Patrick Artus, économiste principal à Natixis, fait valoir que la France doit s’inspirer de l’Allemagne, qui a conservé sur son territoire les branches les plus lucratives de sa puissance industrielle, notamment son réseau de PME, la construction automobile et les initiatives en recherche et développement.
“Le juste milieu”
Au lieu de distribuer de l’argent, la France doit réduire plus encore les impôts sur les sociétés, dont le total annuel est supérieur de 50 milliards d’euros à celui de l’Allemagne, mais aussi améliorer les compétences techniques, et risquer plus d’argent public pour financer les innovations et les start-up de pointe.

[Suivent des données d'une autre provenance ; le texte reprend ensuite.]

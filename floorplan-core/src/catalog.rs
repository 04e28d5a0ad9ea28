use serde::{Deserialize, Serialize};

use crate::document::{EntityId, FurnitureItem};
use crate::geometry::{Point2, Size2};

#[derive(Debug, Clone, Copy, PartialEq, Eq, Hash, Serialize, Deserialize)]
pub enum FurnitureCategory {
    Seating,
    Tables,
    Bedroom,
    Storage,
}

impl FurnitureCategory {
    pub fn label(self) -> &'static str {
        match self {
            FurnitureCategory::Seating => "Seating",
            FurnitureCategory::Tables => "Tables",
            FurnitureCategory::Bedroom => "Bedroom",
            FurnitureCategory::Storage => "Storage",
        }
    }

    pub fn from_label(label: &str) -> Option<Self> {
        [
            FurnitureCategory::Seating,
            FurnitureCategory::Tables,
            FurnitureCategory::Bedroom,
            FurnitureCategory::Storage,
        ]
        .into_iter()
        .find(|category| category.label().eq_ignore_ascii_case(label))
    }
}

/// 家具面板中的预设条目。
#[derive(Debug, Clone, Copy, PartialEq, Eq, Hash)]
pub enum FurniturePreset {
    Chair,
    Table,
    Bed,
    Sofa,
    Desk,
    Cabinet,
}

impl FurniturePreset {
    pub const ALL: [FurniturePreset; 6] = [
        FurniturePreset::Chair,
        FurniturePreset::Table,
        FurniturePreset::Bed,
        FurniturePreset::Sofa,
        FurniturePreset::Desk,
        FurniturePreset::Cabinet,
    ];

    /// 目录键，写入 `FurnitureItem::furniture_id`。
    pub fn key(self) -> &'static str {
        match self {
            FurniturePreset::Chair => "chair",
            FurniturePreset::Table => "table",
            FurniturePreset::Bed => "bed",
            FurniturePreset::Sofa => "sofa",
            FurniturePreset::Desk => "desk",
            FurniturePreset::Cabinet => "cabinet",
        }
    }

    pub fn from_key(key: &str) -> Option<Self> {
        Self::ALL.into_iter().find(|preset| preset.key() == key)
    }

    pub fn default_size(self) -> Size2 {
        match self {
            FurniturePreset::Chair => Size2::new(50.0, 50.0),
            FurniturePreset::Table => Size2::new(100.0, 60.0),
            FurniturePreset::Bed => Size2::new(80.0, 120.0),
            FurniturePreset::Sofa => Size2::new(120.0, 60.0),
            FurniturePreset::Desk => Size2::new(100.0, 50.0),
            FurniturePreset::Cabinet => Size2::new(60.0, 40.0),
        }
    }

    pub fn category(self) -> FurnitureCategory {
        match self {
            FurniturePreset::Chair | FurniturePreset::Sofa => FurnitureCategory::Seating,
            FurniturePreset::Table | FurniturePreset::Desk => FurnitureCategory::Tables,
            FurniturePreset::Bed => FurnitureCategory::Bedroom,
            FurniturePreset::Cabinet => FurnitureCategory::Storage,
        }
    }

    pub fn to_drag_data(self) -> FurnitureDragData {
        let size = self.default_size();
        FurnitureDragData {
            furniture_id: self.key().to_string(),
            name: self.key().to_string(),
            width: size.width,
            height: size.height,
            category: self.category().label().to_string(),
        }
    }
}

/// 家具面板拖放到画布时携带的负载。
#[derive(Debug, Clone, PartialEq, Serialize, Deserialize)]
#[serde(rename_all = "camelCase")]
pub struct FurnitureDragData {
    pub furniture_id: String,
    pub name: String,
    pub width: f64,
    pub height: f64,
    pub category: String,
}

impl FurnitureDragData {
    #[inline]
    pub fn size(&self) -> Size2 {
        Size2::new(self.width, self.height)
    }
}

impl FurnitureItem {
    /// 以拖放负载实例化家具，旋转角为 0。
    pub fn from_drag_data(id: EntityId, payload: &FurnitureDragData, position: Point2) -> Self {
        FurnitureItem::new(
            id,
            payload.furniture_id.clone(),
            payload.name.clone(),
            position,
            payload.size(),
        )
    }
}

#[cfg(test)]
mod tests {
    use super::*;

    #[test]
    fn preset_keys_round_trip() {
        for preset in FurniturePreset::ALL {
            assert_eq!(FurniturePreset::from_key(preset.key()), Some(preset));
        }
        assert_eq!(FurniturePreset::from_key("piano"), None);
    }

    #[test]
    fn drag_data_builds_item() {
        let payload = FurniturePreset::Bed.to_drag_data();
        assert_eq!(payload.category, "Bedroom");
        assert_eq!(
            FurnitureCategory::from_label(&payload.category),
            Some(FurnitureCategory::Bedroom)
        );

        let item = FurnitureItem::from_drag_data(EntityId::new(4), &payload, Point2::new(40.0, 60.0));
        assert_eq!(item.furniture_id, "bed");
        assert_eq!(item.size(), Size2::new(80.0, 120.0));
        assert_eq!(item.rotation, 0.0);
    }

    #[test]
    fn drag_data_uses_camel_case_fields() {
        let json = serde_json::to_value(FurniturePreset::Chair.to_drag_data()).unwrap();
        assert_eq!(json["furnitureId"], "chair");
        assert_eq!(json["width"], 50.0);
    }
}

“Il est possible de mettre en œuvre un grand nombre de délocalisations sans renoncer à la protection de l’industrie nationale, affirme Gilles Moëc, économiste principal pour l’assureur Axa. Étant favorable au libre-échange, je ne pense pas qu’il faille abandonner l’idée que, dans l’ensemble, le commerce international est une bonne chose, et il repose sur la spécialisation. On ne saura pas tout mieux faire sur notre territoire national.”
À Charlieu, Antoine Saint-Pierre n’est qu’à moitié d’accord. Selon lui, il serait “fou de dire que toute la production doit être rapatriée en France”. Mais il fait aussi valoir que de nombreux procédés industriels peuvent être relocalisés, pour ainsi créer des milliers d’emplois et réduire l’impact environnemental de la production. “Nous n’avons pas besoin d’inverser la mondialisation, il nous faut simplement trouver le juste milieu”, résume-t-il.